What is reason for this?

Was it helpful?

Solution

JavaDoc Says

public String readLine()
                throws IOException

Reads a line of text. A line is considered to be terminated by any one of a line feed ('\n'), a carriage return ('\r'), or a carriage return followed immediately by a linefeed.
Returns:
A String containing the contents of the line, not including any line-termination characters, or null if the end of the stream has been reached
Throws:

OTHER TIPS

From Javadoc

Read a line of text. A line is considered to be terminated by any one of a line feed ('\n'), a carriage return ('\r'), or a carriage return followed immediately by a linefeed.

You can do something like that

buffer.append(line);
buffer.append(System.getProperty("line.separator"));

Just in case someone wants to read the text with '\n' included.

try this simple approach

So,

Say, You have three lines of data (say in a .txt file) , like this

This is the data to write in buffer!
This is the second line
This is the third line

And while reading, you are doing something like this

    String content=null;
    String str=null;
    while((str=bufferedReader.readLine())!=null){ //assuming you have 
    content.append(str);                     //your bufferedReader declared.
    }
    bufferedReader.close();
    System.out.println(content);

and expecting the output to be

This is the data to write in buffer!
This is the second line
This is the third line

but scratching your head upon seeing output as a single line

This is the data to write in buffer!This is the second lineThis is the third line

Here is what you can do

by adding this piece of code inside your while loop

if(str.trim().length()==0){
   content.append("\n");
}

So now what your while loop should look like

while((str=bufferedReader.readLine())!=null){
    if(str.trim().length()==0){
       content.append("\n");
    }
    content.append(str);
}

Now you get required output (as three lines of text)

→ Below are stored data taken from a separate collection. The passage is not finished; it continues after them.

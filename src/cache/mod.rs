//! Read-through TTL caches with structured invalidation.
//!
//! The engine keeps three independent caches, one per [`CacheNamespace`]:
//! - experiment lookups (experiment with its variants),
//! - experiment targeting (segments assigned to an experiment),
//! - variant assignments keyed by `(user, experiment)`.
//!
//! The assignment cache is an optimization only. Assignment is a pure function of its inputs, so
//! dropping cached assignments never changes a result.
use std::sync::Arc;

use crate::{
    config::EngineConfig,
    model::{ExperimentDetail, Segment, VariantId},
};

mod key;
mod ttl;

pub use key::{CacheKey, Dependency, KeyDerivation, KeyMaterial, Md5KeyDerivation};
pub use ttl::{CacheStats, CacheValue, TtlCache};

/// Identifies one of the engine caches.
#[derive(Debug, Clone, Copy, PartialEq, Eq, Hash)]
pub enum CacheNamespace {
    Experiments,
    Segments,
    Assignments,
}

impl CacheNamespace {
    pub const ALL: [CacheNamespace; 3] = [
        CacheNamespace::Experiments,
        CacheNamespace::Segments,
        CacheNamespace::Assignments,
    ];
}

impl CacheValue for Arc<ExperimentDetail> {}

impl CacheValue for Arc<[Segment]> {
    fn dependencies(&self) -> Vec<Dependency> {
        self.iter().map(|segment| segment.id.into()).collect()
    }
}

impl CacheValue for Option<VariantId> {}

/// The set of caches used by the engine.
pub struct Caches {
    pub experiments: TtlCache<Arc<ExperimentDetail>>,
    pub segments: TtlCache<Arc<[Segment]>>,
    pub assignments: TtlCache<Option<VariantId>>,
}

impl Caches {
    pub fn new(config: &EngineConfig) -> Caches {
        Caches::with_key_derivation(config, Arc::new(Md5KeyDerivation))
    }

    /// Create caches that derive keys with `key_derivation`.
    pub fn with_key_derivation(
        config: &EngineConfig,
        key_derivation: Arc<dyn KeyDerivation>,
    ) -> Caches {
        Caches {
            experiments: TtlCache::with_key_derivation(
                "experiments",
                config.experiment_cache.clone(),
                key_derivation.clone(),
            ),
            segments: TtlCache::with_key_derivation(
                "segments",
                config.segment_cache.clone(),
                key_derivation.clone(),
            ),
            assignments: TtlCache::with_key_derivation(
                "assignments",
                config.assignment_cache.clone(),
                key_derivation,
            ),
        }
    }

    /// Drop entries of one namespace that depend on `dependency`.
    pub fn invalidate(&self, namespace: CacheNamespace, dependency: &Dependency) -> usize {
        match namespace {
            CacheNamespace::Experiments => self.experiments.invalidate(dependency),
            CacheNamespace::Segments => self.segments.invalidate(dependency),
            CacheNamespace::Assignments => self.assignments.invalidate(dependency),
        }
    }

    /// Drop entries of every namespace that depend on `dependency`.
    pub fn invalidate_all(&self, dependency: &Dependency) -> usize {
        CacheNamespace::ALL
            .into_iter()
            .map(|namespace| self.invalidate(namespace, dependency))
            .sum()
    }

    pub fn clear_all(&self) {
        self.experiments.clear();
        self.segments.clear();
        self.assignments.clear();
        log::debug!(target: "abtest", "cleared all caches");
    }

    pub fn stats(&self, namespace: CacheNamespace) -> CacheStats {
        match namespace {
            CacheNamespace::Experiments => self.experiments.stats(),
            CacheNamespace::Segments => self.segments.stats(),
            CacheNamespace::Assignments => self.assignments.stats(),
        }
    }
}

This is the data to write in buffer!
This is the second line
This is the third line

This is what the javadocs says for the readLine() method of class BufferedReader

 /**
 * Reads a line of text.  A line is considered to be terminated by any one
 * of a line feed ('\n'), a carriage return ('\r'), or a carriage return
 * followed immediately by a linefeed.
 *
 * @return     A String containing the contents of the line, not including
 *             any line-termination characters, or null if the end of the
 *             stream has been reached
 *
 * @exception  IOException  If an I/O error occurs
 */

readline() does not return the platforms line ending. JavaDoc.

This is because of readLine(). From Java Docs:

Read a line of text. A line is considered to be terminated by any one of a line feed ('\n'), a carriage return ('\r'), or a carriage return followed immediately by a linefeed.

So what is happening is your "\n" are being considered as a line feed so reader considers that to be a line.